There is a nice little site called Speedtest.net that fives a real world assessment of your actua broadband speeds. How this works is that people from around the world use the site to perform a number of operations which result in a record of the real world connection speed of your connection. The site then collates all of these results and gives each country/continent a figure for average speeds.
Now here is the interesting part. The BBC survey only covered OECD countries and Australia was seventh. Once you remove Japan, Korea and France which have extremely high rates due tio huge government sponsored programs we sit around average ADSL 2+ speeds, which is what one would expect.
On the other hand using the Speedtest.net result, we are the third highest continent, sitting behind Europe and North America we are the 38th country. This has to be a far more accurate list since it uses real users doing real tests. Our average speed on Speedtest.net is 4.43 Mb which is way below the top six countries and way below average advertised rates. To be fair the BBC method of using advertised rates is looking pretty sick when you look at Speedtest.net’s results. The problem here is – as will all measurements of this type – interpreting the results so that we can understand what this means.
Looking at the continent rates we are really not much below Europe and North America, being 5.6 Mb and 5.54 Mb respectively. I would suggest that this is a more realistic figure than the country rates since Australia more resembles a continent than a country in demography and topography. With the vast sparsely inhabited regions and the divers and scattered population we have a number of significant issues in covering the population with high speed broadband. When you look at countries such as Japan Korea and France and look at how their government subsidised programs and high population densities skew the figures then Australia is really not that far behind.
What about the government’s plan to subsidise a new broadband roll-out? The problem here is that we do not have the high population densities that make it cost effective so it will always be problematic and never measure up to Korea. However the benefit will not be in the direct return on investment but will be in the overall technological advances over all technologies.
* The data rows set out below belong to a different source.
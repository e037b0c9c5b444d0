//! # CLI Layer
//!
//! This module is **one possible UI client** for recordz, not the application itself.
//!
//! The CLI layer is the **only** place in the codebase that:
//! - Knows about terminal I/O (stdout, stderr)
//! - Handles argument parsing
//! - Formats output for human consumption
//!
//! Raw argument strings are parsed with the entity validators before they reach a
//! manager, so a bad number or date is reported with the same wording the
//! library uses. A failed request returns `Err`, which `main` prints and turns
//! into exit code 1.
//!
//! ## Structure
//!
//! - `run()`: Main dispatch logic (called by `main.rs`)
//! - `handle_*()`: Per-command handlers that call a manager and print the result

use super::render::{
    print_messages, render_books, render_categories, render_student_detail, render_students,
    render_summary, render_text_list, render_transactions,
};
use super::setup::{BookCommands, BudgetCommands, Cli, Commands, ScoreArgs, StudentCommands};
use clap::Parser;
use recordz::commands::{CmdResult, Selector};
use recordz::config::{self, ConfigAction};
use recordz::error::{RecordzError, Result};
use recordz::init::{initialize, RecordzContext};
use recordz::inventory::BookUpdate;
use recordz::logging::init_logging;
use recordz::model::{Book, Student, Transaction};
use recordz::students::StudentUpdate;
use recordz::validation::parse_integer;

pub fn run() -> Result<()> {
    let cli = Cli::parse();
    if let Err(e) = init_logging(cli.verbose) {
        eprintln!("Warning: logging disabled: {}", e);
    }

    let ctx = initialize(cli.data_dir.as_deref())?;

    match cli.command {
        Commands::Students(cmd) => handle_students(&ctx, cmd),
        Commands::Books(cmd) => handle_books(&ctx, cmd),
        Commands::Budget(cmd) => handle_budget(&ctx, cmd),
        Commands::Config { key, value } => handle_config(&ctx, key, value),
    }
}

/// Load messages are only worth showing when something went wrong.
fn report_load<T>(loaded: &CmdResult<T>) {
    if loaded.has_errors() {
        print_messages(&loaded.messages);
    }
}

/// Prints messages and fails the request if any of them is an error.
fn finish<T>(result: &CmdResult<T>) -> Result<()> {
    print_messages(&result.messages);
    if result.has_errors() {
        return Err(RecordzError::Api("command finished with errors".into()));
    }
    Ok(())
}

fn parse_selector(raw: &str) -> Result<Selector> {
    raw.parse()
}

fn parse_scores(args: &ScoreArgs) -> Result<Vec<(String, f64)>> {
    args.scores
        .iter()
        .map(|raw| {
            Student::parse_score_entry(raw)
                .map(|(subject, score)| (subject.to_string(), score))
                .map_err(RecordzError::from)
        })
        .collect()
}

fn handle_students(ctx: &RecordzContext, cmd: StudentCommands) -> Result<()> {
    let (mut manager, loaded) = ctx.students();
    report_load(&loaded);

    match cmd {
        StudentCommands::Add { name, scores } => {
            let scores = parse_scores(&scores)?;
            finish(&manager.add(&name, scores)?)
        }
        StudentCommands::List => {
            print!("{}", render_students(&manager.list().listed));
            Ok(())
        }
        StudentCommands::Find { term } => {
            print!("{}", render_students(&manager.find(&term).listed));
            Ok(())
        }
        StudentCommands::Show { selector } => {
            let student = manager.get(&parse_selector(&selector)?)?;
            print!("{}", render_student_detail(student));
            Ok(())
        }
        StudentCommands::Update {
            selector,
            name,
            scores,
        } => {
            let update = StudentUpdate {
                name,
                scores: parse_scores(&scores)?,
            };
            finish(&manager.update(&parse_selector(&selector)?, &update)?)
        }
        StudentCommands::Delete { selector } => {
            finish(&manager.delete(&parse_selector(&selector)?)?)
        }
    }
}

fn handle_books(ctx: &RecordzContext, cmd: BookCommands) -> Result<()> {
    let (mut manager, loaded) = ctx.inventory();
    report_load(&loaded);
    let currency = &ctx.config.currency;

    match cmd {
        BookCommands::Add {
            title,
            author,
            price,
            stock,
        } => {
            let price = Book::parse_price(&price)?;
            let stock = Book::parse_stock(&stock)?;
            finish(&manager.add(&title, &author, price, i64::from(stock))?)
        }
        BookCommands::List => {
            print!("{}", render_books(&manager.list().listed, currency));
            println!("Total inventory value: {}{:.2}", currency, manager.total_value()?);
            Ok(())
        }
        BookCommands::Find { term } => {
            print!("{}", render_books(&manager.find(&term).listed, currency));
            Ok(())
        }
        BookCommands::Update {
            selector,
            title,
            author,
            price,
            stock,
        } => {
            let update = BookUpdate {
                title,
                author,
                price: price.as_deref().map(Book::parse_price).transpose()?,
                stock: stock
                    .as_deref()
                    .map(Book::parse_stock)
                    .transpose()?
                    .map(i64::from),
            };
            finish(&manager.update(&parse_selector(&selector)?, &update)?)
        }
        BookCommands::Delete { selector } => finish(&manager.delete(&parse_selector(&selector)?)?),
        BookCommands::Stock { selector, delta } => {
            let delta = parse_integer("stock change", &delta)?;
            finish(&manager.adjust_stock(&parse_selector(&selector)?, delta)?)
        }
    }
}

fn handle_budget(ctx: &RecordzContext, cmd: BudgetCommands) -> Result<()> {
    let (mut tracker, loaded) = ctx.budget();
    report_load(&loaded);
    let currency = &ctx.config.currency;

    match cmd {
        BudgetCommands::Add {
            date,
            category,
            amount,
        } => {
            let amount = Transaction::parse_amount(&amount)?;
            finish(&tracker.add(&date, &category, amount)?)
        }
        BudgetCommands::List => {
            print!("{}", render_transactions(&tracker.list().listed, currency));
            Ok(())
        }
        BudgetCommands::Find { term } => {
            print!("{}", render_transactions(&tracker.find(&term).listed, currency));
            Ok(())
        }
        BudgetCommands::Categories => {
            print!("{}", render_categories(&tracker.by_category()?, currency));
            Ok(())
        }
        BudgetCommands::Summary => {
            print!("{}", render_summary(&tracker.summary()?, currency));
            Ok(())
        }
        BudgetCommands::Delete { selector } => {
            finish(&tracker.delete(&parse_selector(&selector)?)?)
        }
    }
}

fn handle_config(ctx: &RecordzContext, key: Option<String>, value: Option<String>) -> Result<()> {
    let action = match (key, value) {
        (None, _) => ConfigAction::ShowAll,
        (Some(k), None) => ConfigAction::ShowKey(k),
        (Some(k), Some(v)) => ConfigAction::Set(k, v),
    };

    let result = config::run(&ctx.data_dir, action)?;
    let lines: Vec<String> = result
        .affected
        .iter()
        .map(|(k, v)| format!("{} = {}", k, v))
        .collect();
    if !lines.is_empty() || result.messages.is_empty() {
        print!("{}", render_text_list(&lines, "No configuration values."));
    }
    finish(&result)
}
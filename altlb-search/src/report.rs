//! Search results.
//!
//! [`SearchReport`] is the serializable record of a run: the outcome, the
//! best proven constant with its witness, every probe in order, every
//! query the oracle could not decide, and counters. Witness assignments
//! are stored as exact rationals (`p/q` strings) so a report can be
//! re-verified without loss.

use crate::annotation::Annotation;
use crate::builder::ProgramLayout;
use crate::catalog::RuleKind;
use crate::driver::Phase;
use crate::oracle::InstabilityReason;
use crate::program::Assignment;
use altlb_math::rational::to_f64;
use num_rational::BigRational;
use serde::{Deserialize, Serialize};
use std::collections::BTreeMap;

/// A proof: an annotation whose program is feasible at `constant`.
#[derive(Debug, Clone, PartialEq)]
pub struct Witness {
    /// Annotation
    pub annotation: Annotation,
    /// Constant proven, exact
    pub constant: BigRational,
    /// Satisfying assignment, indexed by [`ProgramLayout`]
    pub assignment: Assignment,
}

impl Witness {
    /// Proven constant as a float.
    pub fn constant_f64(&self) -> f64 {
        to_f64(&self.constant)
    }

    /// Serializable form with the full line table.
    pub fn to_report(&self) -> WitnessReport {
        let layout = ProgramLayout::for_annotation(&self.annotation);
        let names = layout.names();
        let value = |var: usize| self.assignment.get(var).map_or(0.0, to_f64);

        let rules = self
            .annotation
            .kinds()
            .iter()
            .enumerate()
            .map(|(position, &kind)| {
                let mut parameters = BTreeMap::new();
                if let Some(x) = layout.x(position + 1) {
                    parameters.insert("x".to_string(), value(x));
                }
                RuleInstance {
                    position,
                    kind,
                    parameters,
                }
            })
            .collect();

        let lines = self
            .annotation
            .depth_profile()
            .into_iter()
            .enumerate()
            .map(|(index, depth)| LineReport {
                index,
                depth,
                a: (0..layout.width()).map(|k| value(layout.a(index, k))).collect(),
                b: (0..layout.width()).map(|k| value(layout.b(index, k))).collect(),
            })
            .collect();

        let assignment = names
            .into_iter()
            .zip(self.assignment.values())
            .map(|(name, value)| (name, value.to_string()))
            .collect();

        WitnessReport {
            annotation: self.annotation.kinds().to_vec(),
            compact: self.annotation.compact(),
            constant: self.constant_f64(),
            constant_exact: self.constant.to_string(),
            rules,
            lines,
            assignment,
        }
    }
}

/// One rule of a witness with its parameter values.
#[derive(Debug, Clone, PartialEq, Serialize, Deserialize)]
pub struct RuleInstance {
    /// Position in the annotation
    pub position: usize,
    /// Rule kind
    pub kind: RuleKind,
    /// Parameter values by name
    pub parameters: BTreeMap<String, f64>,
}

/// Exponents of one line of a witness.
#[derive(Debug, Clone, PartialEq, Serialize, Deserialize)]
pub struct LineReport {
    /// Line index
    pub index: usize,
    /// Quantifier depth
    pub depth: i32,
    /// Time exponents `a[index][k]`
    pub a: Vec<f64>,
    /// Block exponents `b[index][k]`
    pub b: Vec<f64>,
}

/// Serializable witness.
#[derive(Debug, Clone, PartialEq, Serialize, Deserialize)]
pub struct WitnessReport {
    /// Rule kinds
    pub annotation: Vec<RuleKind>,
    /// Compact annotation
    pub compact: String,
    /// Constant proven
    pub constant: f64,
    /// Constant proven, as `p/q`
    pub constant_exact: String,
    /// Rules with parameters
    pub rules: Vec<RuleInstance>,
    /// Line table
    pub lines: Vec<LineReport>,
    /// Exact value of every variable, as `p/q`
    pub assignment: BTreeMap<String, String>,
}

/// How a run ended.
#[derive(Debug, Clone, Copy, PartialEq, Eq, Serialize, Deserialize)]
#[serde(rename_all = "snake_case")]
pub enum SearchOutcome {
    /// A constant was proven and the bracket closed (or saturated)
    Done,
    /// No constant could be proven
    Exhausted,
    /// A fatal error stopped the run
    Aborted,
}

/// One probed constant.
#[derive(Debug, Clone, PartialEq, Serialize, Deserialize)]
pub struct ProbeRecord {
    /// Phase that issued the probe
    pub phase: Phase,
    /// Constant probed
    pub constant: f64,
    /// Whether some annotation proved it
    pub provable: bool,
    /// Compact form of the proving annotation
    pub witness: Option<String>,
    /// Oracle queries issued
    pub queries: usize,
}

/// A query the oracle could not decide.
#[derive(Debug, Clone, PartialEq, Serialize, Deserialize)]
pub struct UnstableQuery {
    /// Compact annotation
    pub annotation: String,
    /// Constant queried
    pub constant: f64,
    /// Reason
    pub reason: InstabilityReason,
}

/// Counters.
#[derive(Debug, Clone, Default, PartialEq, Eq, Serialize, Deserialize)]
pub struct SearchStats {
    /// Constants probed
    pub probes: usize,
    /// Oracle queries issued
    pub queries: usize,
    /// Feasible verdicts
    pub feasible: usize,
    /// Infeasible verdicts
    pub infeasible: usize,
    /// Undecided verdicts
    pub unstable: usize,
    /// Queries skipped after an earlier annotation succeeded
    pub skipped: usize,
}

impl SearchStats {
    /// Add another set of counters.
    pub fn absorb(&mut self, other: &SearchStats) {
        self.probes += other.probes;
        self.queries += other.queries;
        self.feasible += other.feasible;
        self.infeasible += other.infeasible;
        self.unstable += other.unstable;
        self.skipped += other.skipped;
    }
}

/// Result of a search run.
#[derive(Debug, Clone, PartialEq, Serialize, Deserialize)]
pub struct SearchReport {
    /// Outcome
    pub outcome: SearchOutcome,
    /// Catalog name
    pub catalog: String,
    /// Slowdown weight
    pub alpha: f64,
    /// Oracle backend
    pub oracle: String,
    /// Longest annotation considered
    pub max_length: usize,
    /// Number of candidate annotations
    pub annotations: usize,
    /// Largest constant proven
    pub best_constant: Option<f64>,
    /// Smallest constant known unprovable
    pub unprovable_constant: Option<f64>,
    /// The doubling cap was hit with every probe provable
    pub saturated: bool,
    /// Witness for `best_constant`
    pub witness: Option<WitnessReport>,
    /// Probes in order
    pub probes: Vec<ProbeRecord>,
    /// Undecided queries
    pub unstable_queries: Vec<UnstableQuery>,
    /// Counters
    pub stats: SearchStats,
    /// Wall-clock time in milliseconds
    pub elapsed_ms: u64,
}

impl SearchReport {
    /// Serialize as pretty JSON.
    pub fn to_json(&self) -> serde_json::Result<String> {
        serde_json::to_string_pretty(self)
    }

    /// Parse a report written by [`SearchReport::to_json`].
    pub fn from_json(text: &str) -> serde_json::Result<Self> {
        serde_json::from_str(text)
    }

    /// Constants probed, in order.
    pub fn probed_constants(&self) -> Vec<f64> {
        self.probes.iter().map(|probe| probe.constant).collect()
    }
}
//! altlb CLI - Command-line interface for the alternation-trading lower bound search

mod format;

use altlb_math::rational::{parse as parse_rational, rat};
use altlb_search::{
    Annotation, AnnotationError, CatalogChoice, CatalogError, ObjectiveMode, ProgramBuilder,
    RuleCatalog, SearchConfig, SearchDriver, SearchError, SearchFailure, SearchReport,
    SimplexOracle, SweepConfig, VerifyError, WitnessReport, rank_annotations, run_sweep,
    validate_sweep, verify_report, witness_from_report,
};
use clap::{CommandFactory, Parser, Subcommand, ValueEnum};
use clap_complete::{Shell, generate};
use serde::{Deserialize, Serialize};
use std::fs;
use std::path::{Path, PathBuf};
use std::time::Duration;
use thiserror::Error;
use tracing::{Level, debug, warn};
use tracing_subscriber::FmtSubscriber;

use format::{
    Style, eprintln_colored, format_annotations, format_ranks, format_report, format_sweep,
    format_verified, to_json,
};

/// Configuration file structure
#[derive(Debug, Clone, Serialize, Deserialize, Default)]
struct CliConfig {
    /// Default verbosity level
    #[serde(default)]
    verbosity: Option<String>,
    /// Default output format
    #[serde(default)]
    format: Option<String>,
    /// Enable colors by default
    #[serde(default)]
    color: Option<bool>,
    /// Default rule catalog
    #[serde(default)]
    catalog: Option<String>,
    /// Default slowdown input weight
    #[serde(default)]
    alpha: Option<f64>,
    /// Default maximum annotation length
    #[serde(default)]
    max_length: Option<usize>,
    /// Default bisection precision
    #[serde(default)]
    epsilon: Option<f64>,
    /// Default per-query timeout in milliseconds
    #[serde(default)]
    query_timeout_ms: Option<u64>,
    /// Default number of worker threads
    #[serde(default)]
    threads: Option<usize>,
}

impl CliConfig {
    /// Load configuration from the default locations
    fn load() -> Self {
        let config_path = dirs::home_dir()
            .map(|mut p| {
                p.push(".altlbrc");
                p
            })
            .filter(|p| p.exists())
            .or_else(|| {
                dirs::config_dir().map(|mut p| {
                    p.push("altlb");
                    p.push("config.yaml");
                    p
                })
            });

        if let Some(path) = config_path
            && path.exists()
            && let Ok(contents) = fs::read_to_string(&path)
            && let Ok(config) = serde_yaml::from_str(&contents)
        {
            return config;
        }

        Self::default()
    }

    /// Load configuration from an explicit file; errors are fatal here
    fn load_from(path: &Path) -> Result<Self, CliError> {
        let contents = fs::read_to_string(path).map_err(|source| CliError::Read {
            path: path.to_path_buf(),
            source,
        })?;
        serde_yaml::from_str(&contents).map_err(|e| CliError::ConfigFile {
            path: path.to_path_buf(),
            reason: e.to_string(),
        })
    }

    /// Merge configuration with command-line arguments
    fn merge_with_args(&self, args: &mut Args) {
        // Only apply config if arg is not explicitly set
        if args.verbosity == Verbosity::Normal
            && let Some(ref v) = self.verbosity
        {
            match v.as_str() {
                "quiet" => args.verbosity = Verbosity::Quiet,
                "verbose" => args.verbosity = Verbosity::Verbose,
                "debug" => args.verbosity = Verbosity::Debug,
                "trace" => args.verbosity = Verbosity::Trace,
                _ => {}
            }
        }

        if args.format.is_none()
            && let Some(ref f) = self.format
        {
            args.format = OutputFormat::from_str(f, true).ok();
        }

        if let Some(color) = self.color
            && !color
        {
            args.no_color = true;
        }
    }

    /// Catalog named on the command line, else in the file, else standard
    fn catalog_choice(&self, arg: Option<CatalogArg>) -> Result<CatalogChoice, CliError> {
        Ok(match (arg, &self.catalog) {
            (Some(arg), _) => arg.into(),
            (None, Some(name)) => name.parse()?,
            (None, None) => CatalogChoice::Standard,
        })
    }

    fn catalog(&self, opts: &CatalogOpts) -> Result<RuleCatalog, CliError> {
        let catalog = self.catalog_choice(opts.catalog)?.build();
        match opts.alpha.or(self.alpha) {
            Some(alpha) => Ok(catalog.with_alpha(alpha)?),
            None => Ok(catalog),
        }
    }

    /// Search configuration from tuning flags over file defaults
    fn search_config(&self, tuning: &TuningOpts, max_length: Option<usize>) -> SearchConfig {
        let mut config = SearchConfig::new();
        if let Some(max_length) = max_length.or(self.max_length) {
            config = config.with_max_length(max_length);
        }
        if let Some(epsilon) = tuning.epsilon.or(self.epsilon) {
            config = config.with_epsilon(epsilon);
        }
        if let Some(threads) = tuning.threads.or(self.threads) {
            config = config.with_threads(threads);
        }
        config = match tuning.query_timeout.or(self.query_timeout_ms) {
            Some(0) => config.without_query_timeout(),
            Some(ms) => config.with_query_timeout(Duration::from_millis(ms)),
            None => config,
        };
        if let Some(ms) = tuning.total_timeout.filter(|&ms| ms > 0) {
            config = config.with_total_timeout(Duration::from_millis(ms));
        }
        if let Some(constant) = tuning.initial {
            config = config.with_initial_constant(constant);
        }
        if let Some(n) = tuning.max_doublings {
            config = config.with_max_doublings(n);
        }
        if let Some(n) = tuning.max_halvings {
            config = config.with_max_halvings(n);
        }
        if let Some(n) = tuning.max_bisections {
            config = config.with_max_bisections(n);
        }
        if let Some(objective) = tuning.objective {
            config = config.with_objective(objective.into());
        }
        config
    }
}
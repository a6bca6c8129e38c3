//! altlb Math - Exact Linear Programming
//!
//! This crate provides the arithmetic foundation of the altlb proof search:
//! - [`lp_core::LPSolver`], a two-phase primal simplex over arbitrary
//!   precision rationals with wall-clock and iteration limits
//! - [`lp::Tableau`], the dense pivoting kernel used by the solver
//! - [`rational`] helpers for moving between `f64` and [`BigRational`]
//!
//! # Examples
//!
//! ```
//! use altlb_math::lp_core::{ConstraintSense, LPResult, LPSolver, OptDir};
//! use altlb_math::rational::rat;
//!
//! // maximize x + y subject to x + 2y <= 4, 3x + y <= 6
//! let mut lp = LPSolver::new();
//! let x = lp.new_continuous();
//! let y = lp.new_continuous();
//! lp.set_objective(x, rat(1));
//! lp.set_objective(y, rat(1));
//! lp.set_direction(OptDir::Maximize);
//! lp.new_constraint([(x, rat(1)), (y, rat(2))], ConstraintSense::Le, rat(4));
//! lp.new_constraint([(x, rat(3)), (y, rat(1))], ConstraintSense::Le, rat(6));
//!
//! match lp.solve() {
//!     LPResult::Optimal { objective, .. } => assert_eq!(objective, rat(14) / rat(5)),
//!     other => panic!("unexpected result: {other:?}"),
//! }
//! ```
//!
//! [`BigRational`]: num_rational::BigRational

#![deny(unsafe_code)]
#![warn(missing_docs)]

pub mod lp;
pub mod lp_core;
pub mod rational;

pub use lp::{PivotLimits, PivotOutcome, Tableau, TableauStats};
pub use lp_core::{ConstraintSense, LPResult, LPSolver, LPStats, OptDir};
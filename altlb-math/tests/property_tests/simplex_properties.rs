//! Property-based tests for LP solver
//!
//! This module tests:
//! - LP algorithm correctness
//! - Optimal solution properties
//! - Infeasibility detection

use altlb_math::lp_core::{ConstraintSense, LPResult, LPSolver, OptDir};
use altlb_math::rational::rat;
use num_rational::BigRational;
use num_traits::{Signed, Zero};
use proptest::prelude::*;

/// Strategy for generating small LP coefficients
fn lp_coeff_strategy() -> impl Strategy<Value = i64> {
    -10i64..10i64
}

/// Strategy for generating positive coefficients
fn positive_coeff_strategy() -> impl Strategy<Value = i64> {
    1i64..10i64
}

#[cfg(test)]
mod simplex_basic_properties {
    use super::*;

    proptest! {
        /// A box-constrained single variable LP is optimal at a bound
        #[test]
        fn simplex_single_var_box(
            c in lp_coeff_strategy(),
            bound in positive_coeff_strategy()
        ) {
            // maximize c*x subject to 0 <= x <= bound
            let mut lp = LPSolver::new();
            let x = lp.new_continuous();

            lp.set_objective(x, rat(c));
            lp.set_direction(OptDir::Maximize);
            lp.new_constraint([(x, rat(1))], ConstraintSense::Le, rat(bound));

            match lp.solve() {
                LPResult::Optimal { objective, values } => {
                    let expected = if c > 0 { rat(c * bound) } else { rat(0) };
                    prop_assert_eq!(objective, expected);
                    prop_assert!(values[&x] >= BigRational::zero());
                    prop_assert!(values[&x] <= rat(bound));
                }
                other => prop_assert!(false, "unexpected result {:?}", other),
            }
        }

        /// Pure feasibility problems report a feasible point
        #[test]
        fn simplex_zero_objective(lo in 0i64..5, width in 0i64..5) {
            // lo <= x <= lo + width
            let mut lp = LPSolver::new();
            let x = lp.new_continuous();
            lp.new_constraint([(x, rat(1))], ConstraintSense::Ge, rat(lo));
            lp.new_constraint([(x, rat(1))], ConstraintSense::Le, rat(lo + width));

            match lp.solve() {
                LPResult::Optimal { values, objective } => {
                    prop_assert!(objective.is_zero());
                    prop_assert!(values[&x] >= rat(lo));
                    prop_assert!(values[&x] <= rat(lo + width));
                }
                other => prop_assert!(false, "unexpected result {:?}", other),
            }
        }

        /// Crossed bounds are detected as infeasible
        #[test]
        fn simplex_crossed_bounds_infeasible(hi in 0i64..5, gap in 1i64..5) {
            let mut lp = LPSolver::new();
            let x = lp.new_continuous();
            lp.new_constraint([(x, rat(1))], ConstraintSense::Ge, rat(hi + gap));
            lp.new_constraint([(x, rat(1))], ConstraintSense::Le, rat(hi));

            prop_assert_eq!(lp.solve(), LPResult::Infeasible);
        }
    }
}

#[cfg(test)]
mod simplex_optimality_properties {
    use super::*;

    proptest! {
        /// Test that optimal solution satisfies all constraints
        #[test]
        fn simplex_solution_satisfies_constraints(
            c1 in lp_coeff_strategy(),
            c2 in lp_coeff_strategy(),
            b in positive_coeff_strategy(),
            e in 0i64..3
        ) {
            // maximize c1*x1 + c2*x2 subject to x1 + x2 <= b, x1 - x2 = e - 1 (when feasible)
            let mut lp = LPSolver::new();
            let x1 = lp.new_continuous();
            let x2 = lp.new_continuous();

            lp.set_objective(x1, rat(c1));
            lp.set_objective(x2, rat(c2));
            lp.set_direction(OptDir::Maximize);

            lp.new_constraint([(x1, rat(1)), (x2, rat(1))], ConstraintSense::Le, rat(b));
            lp.new_constraint([(x1, rat(1)), (x2, rat(-1))], ConstraintSense::Eq, rat(e - 1));

            if let LPResult::Optimal { values, .. } = lp.solve() {
                let val1 = values[&x1].clone();
                let val2 = values[&x2].clone();

                // Check non-negativity (implicit lower bound is 0)
                prop_assert!(val1 >= BigRational::zero());
                prop_assert!(val2 >= BigRational::zero());

                // Check constraint satisfaction
                prop_assert!(&val1 + &val2 <= rat(b));
                prop_assert_eq!(&val1 - &val2, rat(e - 1));
            }
        }

        /// Test that minimizing is equivalent to maximizing negative
        #[test]
        fn simplex_min_equals_max_negative(
            c in lp_coeff_strategy(),
            bound in positive_coeff_strategy()
        ) {
            let mut lp_min = LPSolver::new();
            let x1 = lp_min.new_continuous();
            lp_min.set_objective(x1, rat(c));
            lp_min.set_direction(OptDir::Minimize);
            lp_min.new_constraint([(x1, rat(1))], ConstraintSense::Le, rat(bound));

            let mut lp_max = LPSolver::new();
            let x2 = lp_max.new_continuous();
            lp_max.set_objective(x2, rat(-c));
            lp_max.set_direction(OptDir::Maximize);
            lp_max.new_constraint([(x2, rat(1))], ConstraintSense::Le, rat(bound));

            match (lp_min.solve(), lp_max.solve()) {
                (
                    LPResult::Optimal { objective: val_min, .. },
                    LPResult::Optimal { objective: val_max, .. },
                ) => {
                    // min c*x = -max(-c*x), exactly
                    prop_assert!((&val_min + &val_max).abs().is_zero());
                }
                other => prop_assert!(false, "unexpected results {:?}", other),
            }
        }
    }
}

#[cfg(test)]
mod simplex_sensitivity_properties {
    use super::*;

    proptest! {
        /// Test that increasing RHS increases optimal value (for maximize)
        #[test]
        fn simplex_rhs_sensitivity(
            c in positive_coeff_strategy(),
            b1 in 1i64..5i64,
            delta in 1i64..5i64
        ) {
            let b2 = b1 + delta;

            let mut lp1 = LPSolver::new();
            let x1 = lp1.new_continuous();
            lp1.set_objective(x1, rat(c));
            lp1.set_direction(OptDir::Maximize);
            lp1.new_constraint([(x1, rat(1))], ConstraintSense::Le, rat(b1));

            let mut lp2 = LPSolver::new();
            let x2 = lp2.new_continuous();
            lp2.set_objective(x2, rat(c));
            lp2.set_direction(OptDir::Maximize);
            lp2.new_constraint([(x2, rat(1))], ConstraintSense::Le, rat(b2));

            if let (LPResult::Optimal { objective: val1, .. }, LPResult::Optimal { objective: val2, .. }) = (lp1.solve(), lp2.solve()) {
                prop_assert!(val2 >= val1);
            }
        }

        /// Tightening a `>=` threshold can only turn feasible into infeasible
        #[test]
        fn simplex_threshold_monotonicity(
            t1 in 0i64..6,
            delta in 0i64..6,
            cap in 0i64..8
        ) {
            let solve_with = |threshold: i64| {
                let mut lp = LPSolver::new();
                let x = lp.new_continuous();
                let y = lp.new_continuous();
                lp.new_constraint([(x, rat(1)), (y, rat(1))], ConstraintSense::Ge, rat(threshold));
                lp.new_constraint([(x, rat(1))], ConstraintSense::Le, rat(cap));
                lp.new_constraint([(y, rat(2)), (x, rat(-1))], ConstraintSense::Le, rat(0));
                lp.solve().is_optimal()
            };

            if solve_with(t1 + delta) {
                prop_assert!(solve_with(t1));
            }
        }
    }
}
This is impossible to quantify and will be a long term gain.
In terms of overall standing I don’t think that we are that far behind and considering our problems in maintaining a broadband network we are doing quite well. In my opinion we do not “need” a government sponsored plan to enhance our network but the investment now will have major long term benefits and we should not be so short sighted as to measure its viability in terms of immediate return on investment.